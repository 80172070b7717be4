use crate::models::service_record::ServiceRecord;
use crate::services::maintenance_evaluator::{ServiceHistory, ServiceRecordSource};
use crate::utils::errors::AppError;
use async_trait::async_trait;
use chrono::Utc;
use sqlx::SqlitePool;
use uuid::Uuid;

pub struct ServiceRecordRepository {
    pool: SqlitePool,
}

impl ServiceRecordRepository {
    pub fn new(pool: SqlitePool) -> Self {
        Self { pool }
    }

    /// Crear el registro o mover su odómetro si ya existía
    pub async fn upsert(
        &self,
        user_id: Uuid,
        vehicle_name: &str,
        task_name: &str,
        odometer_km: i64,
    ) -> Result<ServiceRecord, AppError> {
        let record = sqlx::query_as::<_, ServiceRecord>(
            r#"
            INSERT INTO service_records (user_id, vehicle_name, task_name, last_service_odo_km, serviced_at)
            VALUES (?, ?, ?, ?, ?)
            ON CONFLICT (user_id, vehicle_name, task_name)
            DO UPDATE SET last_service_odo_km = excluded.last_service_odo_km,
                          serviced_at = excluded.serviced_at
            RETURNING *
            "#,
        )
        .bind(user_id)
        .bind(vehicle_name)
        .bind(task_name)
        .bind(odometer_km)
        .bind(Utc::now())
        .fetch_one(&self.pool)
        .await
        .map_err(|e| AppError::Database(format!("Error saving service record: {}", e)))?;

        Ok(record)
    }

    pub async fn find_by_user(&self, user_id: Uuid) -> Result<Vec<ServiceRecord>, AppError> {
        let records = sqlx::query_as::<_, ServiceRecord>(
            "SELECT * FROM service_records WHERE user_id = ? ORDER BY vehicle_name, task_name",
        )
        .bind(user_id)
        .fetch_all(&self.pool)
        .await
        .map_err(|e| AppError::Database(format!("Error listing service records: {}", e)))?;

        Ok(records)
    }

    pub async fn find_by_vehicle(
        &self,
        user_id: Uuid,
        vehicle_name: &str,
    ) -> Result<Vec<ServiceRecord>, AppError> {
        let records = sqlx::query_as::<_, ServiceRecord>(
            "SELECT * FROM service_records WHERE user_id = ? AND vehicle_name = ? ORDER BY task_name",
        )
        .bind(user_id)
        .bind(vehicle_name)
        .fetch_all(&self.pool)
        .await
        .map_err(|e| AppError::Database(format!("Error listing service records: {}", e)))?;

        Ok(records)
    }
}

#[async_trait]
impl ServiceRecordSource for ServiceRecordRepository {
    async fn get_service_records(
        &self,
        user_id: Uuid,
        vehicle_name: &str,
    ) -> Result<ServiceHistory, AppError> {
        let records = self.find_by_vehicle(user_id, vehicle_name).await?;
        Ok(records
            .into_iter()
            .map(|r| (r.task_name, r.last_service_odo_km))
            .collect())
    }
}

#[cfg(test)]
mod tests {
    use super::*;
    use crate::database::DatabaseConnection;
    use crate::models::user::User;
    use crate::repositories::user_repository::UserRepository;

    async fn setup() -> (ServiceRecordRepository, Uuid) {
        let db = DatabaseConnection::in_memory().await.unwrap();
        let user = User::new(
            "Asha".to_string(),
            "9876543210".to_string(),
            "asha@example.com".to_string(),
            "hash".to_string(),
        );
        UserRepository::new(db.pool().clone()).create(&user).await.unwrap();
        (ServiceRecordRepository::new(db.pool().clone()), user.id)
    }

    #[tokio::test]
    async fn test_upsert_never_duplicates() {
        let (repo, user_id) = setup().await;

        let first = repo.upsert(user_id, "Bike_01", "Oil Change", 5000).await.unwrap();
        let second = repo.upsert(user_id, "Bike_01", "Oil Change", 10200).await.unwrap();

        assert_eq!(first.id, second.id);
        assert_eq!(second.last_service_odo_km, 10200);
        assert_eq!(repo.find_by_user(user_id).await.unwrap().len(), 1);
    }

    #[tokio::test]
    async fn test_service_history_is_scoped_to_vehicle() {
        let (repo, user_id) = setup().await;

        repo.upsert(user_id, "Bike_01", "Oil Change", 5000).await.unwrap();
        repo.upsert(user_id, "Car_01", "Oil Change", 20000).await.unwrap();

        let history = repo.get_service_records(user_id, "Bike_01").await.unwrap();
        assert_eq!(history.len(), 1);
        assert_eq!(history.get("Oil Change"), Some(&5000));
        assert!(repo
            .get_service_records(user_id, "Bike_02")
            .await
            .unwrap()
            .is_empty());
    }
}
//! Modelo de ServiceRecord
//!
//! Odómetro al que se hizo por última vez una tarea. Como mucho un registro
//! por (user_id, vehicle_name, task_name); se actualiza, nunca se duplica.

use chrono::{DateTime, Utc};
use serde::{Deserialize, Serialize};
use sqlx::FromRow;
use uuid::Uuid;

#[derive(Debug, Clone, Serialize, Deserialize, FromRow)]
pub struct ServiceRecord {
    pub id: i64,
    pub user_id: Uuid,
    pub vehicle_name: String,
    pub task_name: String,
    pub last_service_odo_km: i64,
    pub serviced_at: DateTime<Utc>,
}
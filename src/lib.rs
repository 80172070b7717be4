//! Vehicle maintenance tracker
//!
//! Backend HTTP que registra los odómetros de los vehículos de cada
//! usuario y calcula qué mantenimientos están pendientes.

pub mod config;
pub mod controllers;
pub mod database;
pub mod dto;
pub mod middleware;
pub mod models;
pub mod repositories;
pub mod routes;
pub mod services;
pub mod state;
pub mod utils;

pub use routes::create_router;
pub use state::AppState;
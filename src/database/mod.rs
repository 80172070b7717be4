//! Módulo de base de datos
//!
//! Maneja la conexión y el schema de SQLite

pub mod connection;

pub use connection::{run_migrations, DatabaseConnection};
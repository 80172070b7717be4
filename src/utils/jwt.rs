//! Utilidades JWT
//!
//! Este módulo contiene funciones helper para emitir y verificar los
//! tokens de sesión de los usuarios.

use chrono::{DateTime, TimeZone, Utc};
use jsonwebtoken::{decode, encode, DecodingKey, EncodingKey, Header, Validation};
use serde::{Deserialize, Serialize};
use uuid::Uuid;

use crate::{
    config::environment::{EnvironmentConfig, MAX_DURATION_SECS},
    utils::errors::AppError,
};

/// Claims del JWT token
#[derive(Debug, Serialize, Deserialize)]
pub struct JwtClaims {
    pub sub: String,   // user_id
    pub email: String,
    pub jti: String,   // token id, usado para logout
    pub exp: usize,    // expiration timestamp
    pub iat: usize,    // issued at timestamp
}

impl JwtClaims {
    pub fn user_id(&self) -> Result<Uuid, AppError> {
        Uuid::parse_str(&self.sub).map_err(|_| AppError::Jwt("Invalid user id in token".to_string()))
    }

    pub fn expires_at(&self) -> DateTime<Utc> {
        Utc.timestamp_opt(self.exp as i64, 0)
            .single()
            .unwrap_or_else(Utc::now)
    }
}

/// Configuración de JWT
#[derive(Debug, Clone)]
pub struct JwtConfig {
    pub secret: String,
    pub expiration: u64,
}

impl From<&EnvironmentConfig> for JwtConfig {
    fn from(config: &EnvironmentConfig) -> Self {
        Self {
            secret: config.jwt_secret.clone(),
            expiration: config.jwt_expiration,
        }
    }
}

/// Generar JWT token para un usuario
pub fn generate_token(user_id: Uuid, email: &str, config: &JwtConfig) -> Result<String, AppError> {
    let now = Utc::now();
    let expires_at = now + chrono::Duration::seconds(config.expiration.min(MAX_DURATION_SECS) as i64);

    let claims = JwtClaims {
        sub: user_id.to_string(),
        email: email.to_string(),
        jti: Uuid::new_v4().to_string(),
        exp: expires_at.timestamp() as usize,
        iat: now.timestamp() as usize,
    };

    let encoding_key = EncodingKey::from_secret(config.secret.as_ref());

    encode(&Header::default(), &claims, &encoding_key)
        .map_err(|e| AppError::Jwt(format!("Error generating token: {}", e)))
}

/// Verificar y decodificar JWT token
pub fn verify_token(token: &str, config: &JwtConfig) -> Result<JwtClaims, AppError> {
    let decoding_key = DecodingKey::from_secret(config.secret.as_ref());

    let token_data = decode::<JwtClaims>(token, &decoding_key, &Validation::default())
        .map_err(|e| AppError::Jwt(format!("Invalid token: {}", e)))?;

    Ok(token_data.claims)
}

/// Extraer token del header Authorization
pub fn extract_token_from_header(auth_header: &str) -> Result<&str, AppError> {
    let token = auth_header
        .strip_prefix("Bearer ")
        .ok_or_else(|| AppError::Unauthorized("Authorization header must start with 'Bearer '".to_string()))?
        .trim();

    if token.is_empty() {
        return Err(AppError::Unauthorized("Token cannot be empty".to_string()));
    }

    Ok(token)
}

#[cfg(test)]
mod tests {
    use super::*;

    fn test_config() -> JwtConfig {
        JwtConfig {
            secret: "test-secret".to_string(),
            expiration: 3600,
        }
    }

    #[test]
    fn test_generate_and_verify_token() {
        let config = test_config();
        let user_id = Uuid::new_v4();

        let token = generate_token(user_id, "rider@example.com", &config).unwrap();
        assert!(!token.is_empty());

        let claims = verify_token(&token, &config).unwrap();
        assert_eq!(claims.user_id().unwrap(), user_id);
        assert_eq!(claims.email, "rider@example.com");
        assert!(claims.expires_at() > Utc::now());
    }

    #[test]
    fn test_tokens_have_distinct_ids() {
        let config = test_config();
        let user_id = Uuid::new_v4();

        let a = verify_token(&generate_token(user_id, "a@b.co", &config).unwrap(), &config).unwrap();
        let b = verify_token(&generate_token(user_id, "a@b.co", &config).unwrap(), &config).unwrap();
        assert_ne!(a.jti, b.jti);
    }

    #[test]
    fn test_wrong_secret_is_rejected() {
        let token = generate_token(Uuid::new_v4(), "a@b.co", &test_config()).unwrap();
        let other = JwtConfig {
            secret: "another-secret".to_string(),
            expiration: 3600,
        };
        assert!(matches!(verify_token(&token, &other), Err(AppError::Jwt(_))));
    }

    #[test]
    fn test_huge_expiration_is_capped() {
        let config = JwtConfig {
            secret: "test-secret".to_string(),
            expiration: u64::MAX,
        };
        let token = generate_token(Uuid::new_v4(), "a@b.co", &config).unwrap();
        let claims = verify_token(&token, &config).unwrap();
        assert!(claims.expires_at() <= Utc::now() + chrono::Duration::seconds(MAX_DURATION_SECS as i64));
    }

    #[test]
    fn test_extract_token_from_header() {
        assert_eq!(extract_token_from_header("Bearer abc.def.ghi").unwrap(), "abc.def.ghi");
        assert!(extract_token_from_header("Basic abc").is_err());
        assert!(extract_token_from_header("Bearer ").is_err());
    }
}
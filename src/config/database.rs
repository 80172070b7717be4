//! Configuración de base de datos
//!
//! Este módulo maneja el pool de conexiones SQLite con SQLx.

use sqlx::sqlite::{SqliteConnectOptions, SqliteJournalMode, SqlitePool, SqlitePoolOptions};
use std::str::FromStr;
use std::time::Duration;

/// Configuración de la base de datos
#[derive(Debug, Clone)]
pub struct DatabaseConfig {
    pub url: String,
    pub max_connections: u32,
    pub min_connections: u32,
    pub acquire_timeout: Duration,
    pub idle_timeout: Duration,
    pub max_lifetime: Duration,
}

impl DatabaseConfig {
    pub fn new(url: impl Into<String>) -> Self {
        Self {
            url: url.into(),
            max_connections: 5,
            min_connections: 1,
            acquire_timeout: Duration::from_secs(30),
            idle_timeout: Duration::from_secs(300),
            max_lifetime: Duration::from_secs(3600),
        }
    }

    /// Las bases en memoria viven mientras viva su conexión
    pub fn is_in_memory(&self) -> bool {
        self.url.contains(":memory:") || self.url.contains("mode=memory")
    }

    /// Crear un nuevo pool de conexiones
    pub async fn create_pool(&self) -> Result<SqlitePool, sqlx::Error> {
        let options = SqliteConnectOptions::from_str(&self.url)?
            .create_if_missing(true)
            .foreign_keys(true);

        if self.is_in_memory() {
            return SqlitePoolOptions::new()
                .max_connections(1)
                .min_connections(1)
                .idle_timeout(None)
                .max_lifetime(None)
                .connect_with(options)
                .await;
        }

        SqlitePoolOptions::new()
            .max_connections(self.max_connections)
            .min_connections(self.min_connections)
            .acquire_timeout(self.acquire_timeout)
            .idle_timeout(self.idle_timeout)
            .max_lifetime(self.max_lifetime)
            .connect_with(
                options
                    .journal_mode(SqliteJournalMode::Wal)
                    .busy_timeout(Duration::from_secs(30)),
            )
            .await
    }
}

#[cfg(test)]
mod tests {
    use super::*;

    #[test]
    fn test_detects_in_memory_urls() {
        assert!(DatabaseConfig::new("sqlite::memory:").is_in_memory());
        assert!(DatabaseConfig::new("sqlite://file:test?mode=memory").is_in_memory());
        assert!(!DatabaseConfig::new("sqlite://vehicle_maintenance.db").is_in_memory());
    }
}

• **WORK TO COMPLETE**: Using the records above, state how many lines contain "repositories"; a single number is the whole answer.

• **SOLUTION**: 2